Assignment —
What you output should match the data below exactly.

START Provided data

//! Consumed links.
//!
//! A link is a named reference to another job's instances and the properties that
//! job chose to expose. A job declares the links it needs under `consumes`; every
//! non-optional declaration must be matched by a supplied link before a template
//! is evaluated.
//!
//! Links are usually supplied as a YAML sequence:
//!
//! ```yaml
//! - name: cloud_controller
//!   type: cloud_controller
//!   properties:
//!     cc:
//!       internal_service_hostname: cloud-controller-ng.service.cf.internal
//!   instances:
//!     - id: a-b-c-d
//! ```

use serde::{Deserialize, Serialize};
use serde_json::{Map, Value, json};
use std::collections::BTreeMap;

use crate::constants::link_instance as defaults;
use crate::core::RenderError;
use crate::job::JobSpec;
use crate::properties::lookup_path;

/// A link supplied to a render call.
#[derive(Debug, Clone, PartialEq, Serialize, Deserialize)]
pub struct Link {
    pub name: String,

    #[serde(rename = "type", default, skip_serializing_if = "Option::is_none")]
    pub link_type: Option<String>,

    /// Explicit link address; falls back to the first instance's address.
    #[serde(default, skip_serializing_if = "Option::is_none")]
    pub address: Option<String>,

    #[serde(default = "empty_object")]
    pub properties: Value,

    #[serde(default)]
    pub instances: Vec<LinkInstance>,
}

/// One instance behind a link. Only `id` is required.
#[derive(Debug, Clone, PartialEq, Eq, Serialize, Deserialize)]
pub struct LinkInstance {
    pub id: String,
    #[serde(default, skip_serializing_if = "Option::is_none")]
    pub name: Option<String>,
    #[serde(default, skip_serializing_if = "Option::is_none")]
    pub index: Option<u64>,
    #[serde(default, skip_serializing_if = "Option::is_none")]
    pub az: Option<String>,
    #[serde(default, skip_serializing_if = "Option::is_none")]
    pub address: Option<String>,
    #[serde(default, skip_serializing_if = "Option::is_none")]
    pub bootstrap: Option<bool>,
}

fn empty_object() -> Value {
    Value::Object(Map::new())
}

impl Link {
    pub fn new(name: impl Into<String>) -> Self {
        Self {
            name: name.into(),
            link_type: None,
            address: None,
            properties: empty_object(),
            instances: Vec::new(),
        }
    }

    pub fn with_type(mut self, link_type: impl Into<String>) -> Self {
        self.link_type = Some(link_type.into());
        self
    }

    pub fn with_address(mut self, address: impl Into<String>) -> Self {
        self.address = Some(address.into());
        self
    }

    pub fn with_properties(mut self, properties: Value) -> Self {
        self.properties = properties;
        self
    }

    pub fn with_instance(mut self, instance: LinkInstance) -> Self {
        self.instances.push(instance);
        self
    }

    /// Explicit address, else the first instance's (defaulted) address.
    pub fn effective_address(&self) -> Option<String> {
        self.address.clone().or_else(|| {
            self.instances.first().map(|i| {
                i.address.clone().unwrap_or_else(|| defaults::ADDRESS.to_string())
            })
        })
    }

    /// A dotted property exposed by the link.
    pub fn property(&self, name: &str) -> Option<&Value> {
        lookup_path(&self.properties, name)
    }

    /// The value handed to templates by `link(name=...)`, with instance defaults filled in.
    pub fn to_template_value(&self) -> Value {
        let instances: Vec<Value> = self
            .instances
            .iter()
            .enumerate()
            .map(|(position, instance)| {
                let index = instance.index.unwrap_or(position as u64);
                json!({
                    "id": instance.id,
                    "name": instance.name.as_deref().unwrap_or(defaults::NAME),
                    "index": index,
                    "az": instance.az.as_deref().unwrap_or(defaults::AZ),
                    "address": instance.address.as_deref().unwrap_or(defaults::ADDRESS),
                    "bootstrap": instance.bootstrap.unwrap_or(index == 0),
                })
            })
            .collect();

        json!({
            "name": self.name,
            "type": self.link_type,
            "address": self.effective_address(),
            "properties": self.properties,
            "instances": instances,
        })
    }
}

impl LinkInstance {
    pub fn new(id: impl Into<String>) -> Self {
        Self {
            id: id.into(),
            name: None,
            index: None,
            az: None,
            address: None,
            bootstrap: None,
        }
    }

    pub fn with_name(mut self, name: impl Into<String>) -> Self {
        self.name = Some(name.into());
        self
    }

    pub fn with_index(mut self, index: u64) -> Self {
        self.index = Some(index);
        self
    }

    pub fn with_az(mut self, az: impl Into<String>) -> Self {
        self.az = Some(az.into());
        self
    }

    pub fn with_address(mut self, address: impl Into<String>) -> Self {
        self.address = Some(address.into());
        self
    }

    pub fn with_bootstrap(mut self, bootstrap: bool) -> Self {
        self.bootstrap = Some(bootstrap);
        self
    }
}

/// Parse a YAML/JSON sequence of links. An empty document is no links.
pub fn links_from_yaml_str(content: &str) -> Result<Vec<Link>, RenderError> {
    if content.trim().is_empty() {
        return Ok(Vec::new());
    }
    let links: Option<Vec<Link>> =
        serde_yaml::from_str(content).map_err(|e| RenderError::InvalidLinks {
            reason: e.to_string(),
        })?;
    Ok(links.unwrap_or_default())
}

/// Links checked against a job's `consumes`, keyed by name.
#[derive(Debug, Clone, PartialEq, Default)]
pub struct ResolvedLinks {
    job: String,
    links: BTreeMap<String, Link>,
}

impl ResolvedLinks {
    /// Match `supplied` against `spec.consumes`.
    ///
    /// # Errors
    ///
    /// - [`RenderError::UnsatisfiedLink`] for the first non-optional consumption, in
    ///   spec order, that has no supplied link
    /// - [`RenderError::UndeclaredLink`] for a supplied link the job does not consume,
    ///   only when `strict` is set; otherwise such links are dropped with a warning
    pub fn resolve(spec: &JobSpec, supplied: &[Link], strict: bool) -> Result<Self, RenderError> {
        let mut by_name: BTreeMap<&str, &Link> = BTreeMap::new();
        for link in supplied {
            if by_name.insert(link.name.as_str(), link).is_some() {
                tracing::warn!("Link '{}' supplied more than once, using the last one", link.name);
            }
        }

        for consumption in &spec.consumes {
            if !consumption.optional && !by_name.contains_key(consumption.name.as_str()) {
                return Err(RenderError::UnsatisfiedLink {
                    job: spec.name.clone(),
                    name: consumption.name.clone(),
                });
            }
        }

        let mut links = BTreeMap::new();
        for (name, link) in by_name {
            if spec.consumption(name).is_none() {
                if strict {
                    return Err(RenderError::UndeclaredLink {
                        job: spec.name.clone(),
                        name: name.to_string(),
                    });
                }
                tracing::warn!("Ignoring link '{}': job '{}' does not consume it", name, spec.name);
                continue;
            }
            links.insert(name.to_string(), link.clone());
        }

        tracing::debug!("Resolved {} consumed links for job '{}'", links.len(), spec.name);

        Ok(Self {
            job: spec.name.clone(),
            links,
        })
    }

    /// The link named `name`, or [`RenderError::UnsatisfiedLink`].
    pub fn get(&self, name: &str) -> Result<&Link, RenderError> {
        self.links.get(name).ok_or_else(|| RenderError::UnsatisfiedLink {
            job: self.job.clone(),
            name: name.to_string(),
        })
    }

    pub fn contains(&self, name: &str) -> bool {
        self.links.contains_key(name)
    }

    pub fn len(&self) -> usize {
        self.links.len()
    }

    pub fn is_empty(&self) -> bool {
        self.links.is_empty()
    }
}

END Provided data

Task answer —
//! Consumed links.
//!
//! A link is a named reference to another job's instances and the properties that
//! job chose to expose. A job declares the links it needs under `consumes`; every
//! non-optional declaration must be matched by a supplied link before a template
//! is evaluated.
//!
//! Links are usually supplied as a YAML sequence:
//!
//! ```yaml
//! - name: cloud_controller
//!   type: cloud_controller
//!   properties:
//!     cc:
//!       internal_service_hostname: cloud-controller-ng.service.cf.internal
//!   instances:
//!     - id: a-b-c-d
//! ```

use serde::{Deserialize, Serialize};
use serde_json::{Map, Value, json};
use std::collections::BTreeMap;

use crate::constants::link_instance as defaults;
use crate::core::RenderError;
use crate::job::JobSpec;
use crate::properties::lookup_path;

/// A link supplied to a render call.
#[derive(Debug, Clone, PartialEq, Serialize, Deserialize)]
pub struct Link {
    pub name: String,

    #[serde(rename = "type", default, skip_serializing_if = "Option::is_none")]
    pub link_type: Option<String>,

    /// Explicit link address; falls back to the first instance's address.
    #[serde(default, skip_serializing_if = "Option::is_none")]
    pub address: Option<String>,

    #[serde(default = "empty_object")]
    pub properties: Value,

    #[serde(default)]
    pub instances: Vec<LinkInstance>,
}

/// One instance behind a link. Only `id` is required.
#[derive(Debug, Clone, PartialEq, Eq, Serialize, Deserialize)]
pub struct LinkInstance {
    pub id: String,
    #[serde(default, skip_serializing_if = "Option::is_none")]
    pub name: Option<String>,
    #[serde(default, skip_serializing_if = "Option::is_none")]
    pub index: Option<u64>,
    #[serde(default, skip_serializing_if = "Option::is_none")]
    pub az: Option<String>,
    #[serde(default, skip_serializing_if = "Option::is_none")]
    pub address: Option<String>,
    #[serde(default, skip_serializing_if = "Option::is_none")]
    pub bootstrap: Option<bool>,
}

fn empty_object() -> Value {
    Value::Object(Map::new())
}

impl Link {
    pub fn new(name: impl Into<String>) -> Self {
        Self {
            name: name.into(),
            link_type: None,
            address: None,
            properties: empty_object(),
            instances: Vec::new(),
        }
    }

    pub fn with_type(mut self, link_type: impl Into<String>) -> Self {
        self.link_type = Some(link_type.into());
        self
    }

    pub fn with_address(mut self, address: impl Into<String>) -> Self {
        self.address = Some(address.into());
        self
    }

    pub fn with_properties(mut self, properties: Value) -> Self {
        self.properties = properties;
        self
    }

    pub fn with_instance(mut self, instance: LinkInstance) -> Self {
        self.instances.push(instance);
        self
    }

    /// Explicit address, else the first instance's (defaulted) address.
    pub fn effective_address(&self) -> Option<String> {
        self.address.clone().or_else(|| {
            self.instances.first().map(|i| {
                i.address.clone().unwrap_or_else(|| defaults::ADDRESS.to_string())
            })
        })
    }

    /// A dotted property exposed by the link.
    pub fn property(&self, name: &str) -> Option<&Value> {
        lookup_path(&self.properties, name)
    }

    /// The value handed to templates by `link(name=...)`, with instance defaults filled in.
    pub fn to_template_value(&self) -> Value {
        let instances: Vec<Value> = self
            .instances
            .iter()
            .enumerate()
            .map(|(position, instance)| {
                let index = instance.index.unwrap_or(position as u64);
                json!({
                    "id": instance.id,
                    "name": instance.name.as_deref().unwrap_or(defaults::NAME),
                    "index": index,
                    "az": instance.az.as_deref().unwrap_or(defaults::AZ),
                    "address": instance.address.as_deref().unwrap_or(defaults::ADDRESS),
                    "bootstrap": instance.bootstrap.unwrap_or(index == 0),
                })
            })
            .collect();

        json!({
            "name": self.name,
            "type": self.link_type,
            "address": self.effective_address(),
            "properties": self.properties,
            "instances": instances,
        })
    }
}

impl LinkInstance {
    pub fn new(id: impl Into<String>) -> Self {
        Self {
            id: id.into(),
            name: None,
            index: None,
            az: None,
            address: None,
            bootstrap: None,
        }
    }

    pub fn with_name(mut self, name: impl Into<String>) -> Self {
        self.name = Some(name.into());
        self
    }

    pub fn with_index(mut self, index: u64) -> Self {
        self.index = Some(index);
        self
    }

    pub fn with_az(mut self, az: impl Into<String>) -> Self {
        self.az = Some(az.into());
        self
    }

    pub fn with_address(mut self, address: impl Into<String>) -> Self {
        self.address = Some(address.into());
        self
    }

    pub fn with_bootstrap(mut self, bootstrap: bool) -> Self {
        self.bootstrap = Some(bootstrap);
        self
    }
}

/// Parse a YAML/JSON sequence of links. An empty document is no links.
pub fn links_from_yaml_str(content: &str) -> Result<Vec<Link>, RenderError> {
    if content.trim().is_empty() {
        return Ok(Vec::new());
    }
    let links: Option<Vec<Link>> =
        serde_yaml::from_str(content).map_err(|e| RenderError::InvalidLinks {
            reason: e.to_string(),
        })?;
    Ok(links.unwrap_or_default())
}

/// Links checked against a job's `consumes`, keyed by name.
#[derive(Debug, Clone, PartialEq, Default)]
pub struct ResolvedLinks {
    job: String,
    links: BTreeMap<String, Link>,
}

impl ResolvedLinks {
    /// Match `supplied` against `spec.consumes`.
    ///
    /// # Errors
    ///
    /// - [`RenderError::UnsatisfiedLink`] for the first non-optional consumption, in
    ///   spec order, that has no supplied link
    /// - [`RenderError::UndeclaredLink`] for a supplied link the job does not consume,
    ///   only when `strict` is set; otherwise such links are dropped with a warning
    pub fn resolve(spec: &JobSpec, supplied: &[Link], strict: bool) -> Result<Self, RenderError> {
        let mut by_name: BTreeMap<&str, &Link> = BTreeMap::new();
        for link in supplied {
            if by_name.insert(link.name.as_str(), link).is_some() {
                tracing::warn!("Link '{}' supplied more than once, using the last one", link.name);
            }
        }

        for consumption in &spec.consumes {
            if !consumption.optional && !by_name.contains_key(consumption.name.as_str()) {
                return Err(RenderError::UnsatisfiedLink {
                    job: spec.name.clone(),
                    name: consumption.name.clone(),
                });
            }
        }

        let mut links = BTreeMap::new();
        for (name, link) in by_name {
            if spec.consumption(name).is_none() {
                if strict {
                    return Err(RenderError::UndeclaredLink {
                        job: spec.name.clone(),
                        name: name.to_string(),
                    });
                }
                tracing::warn!("Ignoring link '{}': job '{}' does not consume it", name, spec.name);
                continue;
            }
            links.insert(name.to_string(), link.clone());
        }

        tracing::debug!("Resolved {} consumed links for job '{}'", links.len(), spec.name);

        Ok(Self {
            job: spec.name.clone(),
            links,
        })
    }

    /// The link named `name`, or [`RenderError::UnsatisfiedLink`].
    pub fn get(&self, name: &str) -> Result<&Link, RenderError> {
        self.links.get(name).ok_or_else(|| RenderError::UnsatisfiedLink {
            job: self.job.clone(),
            name: name.to_string(),
        })
    }

    pub fn contains(&self, name: &str) -> bool {
        self.links.contains_key(name)
    }

    pub fn len(&self) -> usize {
        self.links.len()
    }

    pub fn is_empty(&self) -> bool {
        self.links.is_empty()
    }
}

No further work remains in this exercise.